When Reubens does get around to talking about it, he’s most resistant to painting himself as a victim, or offering any, as he says, “tears of a clown.”
Wolf, the director of films like Recorder, about Marion Stokes, who recorded television all day long for 30 years, and Spaceship Earth, about the quirky 1991 Biosphere 2 experiment, is better known as a talented documentarian of visual archives than as an compelling interviewer of celebrities.
Pee-wee as Himself would have probably benefited from less one-sided interplay between subject and filmmaker. But Wolf’s time was also limited with Reubens and just getting this much from him is clearly an accomplishment.

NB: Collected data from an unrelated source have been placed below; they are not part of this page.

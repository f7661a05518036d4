use std::cmp::Ordering;
use std::sync::atomic::AtomicBool;
use std::sync::Arc;
use std::time::{Duration, Instant};

use super::{TimerCallback, TimerId};

/// An armed timer inside the registry heap.
pub(crate) struct TimerEntry {
    pub(crate) id: TimerId,

    /// The instant at which the timer next produces a message.
    pub(crate) deadline: Instant,

    /// Insertion sequence, breaks ties between equal deadlines.
    pub(crate) seq: u64,

    pub(crate) interval: Duration,

    pub(crate) repeating: bool,

    pub(crate) callback: TimerCallback,

    /// Set on cancellation; shared with every message this timer produced.
    pub(crate) cancelled: Arc<AtomicBool>,
}

impl TimerEntry {
    fn key(&self) -> (Instant, u64) {
        (self.deadline, self.seq)
    }
}

impl Eq for TimerEntry {}

impl PartialEq for TimerEntry {
    fn eq(&self, other: &Self) -> bool {
        self.key() == other.key()
    }
}

impl Ord for TimerEntry {
    /// Reversed so that `BinaryHeap<TimerEntry>` pops the earliest
    /// deadline first, and among equal deadlines the earliest armed.
    fn cmp(&self, other: &Self) -> Ordering {
        other.key().cmp(&self.key())
    }
}

impl PartialOrd for TimerEntry {
    fn partial_cmp(&self, other: &Self) -> Option<Ordering> {
        Some(self.cmp(other))
    }
}

#[cfg(test)]
mod tests {
    use super::*;
    use std::collections::BinaryHeap;
    use std::sync::Mutex;

    fn entry(id: TimerId, deadline: Instant, seq: u64) -> TimerEntry {
        let callback: Box<dyn FnMut(TimerId) + Send> = Box::new(|_| {});
        TimerEntry {
            id,
            deadline,
            seq,
            interval: Duration::from_millis(10),
            repeating: false,
            callback: Arc::new(Mutex::new(callback)),
            cancelled: Arc::new(AtomicBool::new(false)),
        }
    }

    #[test]
    fn heap_pops_earliest_deadline_first() {
        let base = Instant::now();
        let mut heap = BinaryHeap::new();
        heap.push(entry(1, base + Duration::from_millis(30), 0));
        heap.push(entry(2, base + Duration::from_millis(10), 1));
        heap.push(entry(3, base + Duration::from_millis(20), 2));

        let order: Vec<TimerId> = std::iter::from_fn(|| heap.pop().map(|e| e.id)).collect();
        assert_eq!(order, vec![2, 3, 1]);
    }

    #[test]
    fn equal_deadlines_pop_in_insertion_order() {
        let deadline = Instant::now() + Duration::from_millis(5);
        let mut heap = BinaryHeap::new();
        heap.push(entry(7, deadline, 2));
        heap.push(entry(5, deadline, 0));
        heap.push(entry(6, deadline, 1));

        let order: Vec<TimerId> = std::iter::from_fn(|| heap.pop().map(|e| e.id)).collect();
        assert_eq!(order, vec![5, 6, 7]);
    }
}
use std::time::Duration;

use thiserror::Error;

#[derive(Error, Debug)]
pub enum LoopError {
    #[error("invalid timer interval: {0:?} (must be greater than zero)")]
    InvalidInterval(Duration),

    #[error("event loop is shut down")]
    Closed,

    #[error("event loop is already running on another thread")]
    AlreadyRunning,

    #[error("failed to spawn thread: {0}")]
    Spawn(#[from] std::io::Error),

    #[error("worker pool error: {0}")]
    WorkerPool(String),

    #[error("callback panicked: {0}")]
    CallbackPanicked(String),

    #[error("config error: {0}")]
    Config(String),

    #[error("config parse error: {0}")]
    ConfigParse(#[from] toml::de::Error),
}

pub type Result<T> = std::result::Result<T, LoopError>;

Above all, Reubens says he’s doing the film to clear a few things up. In the end, the full portrait of Reubens — including all his playful, self-deprecating charm in front of the camera — add up to a much-needed retort to some of the misunderstandings about Reubens.
The day before he died, Reubens called Wolf to say one last thing: “I wanted to let people know who I really was and see how painful it was to be labeled as something I wasn’t.”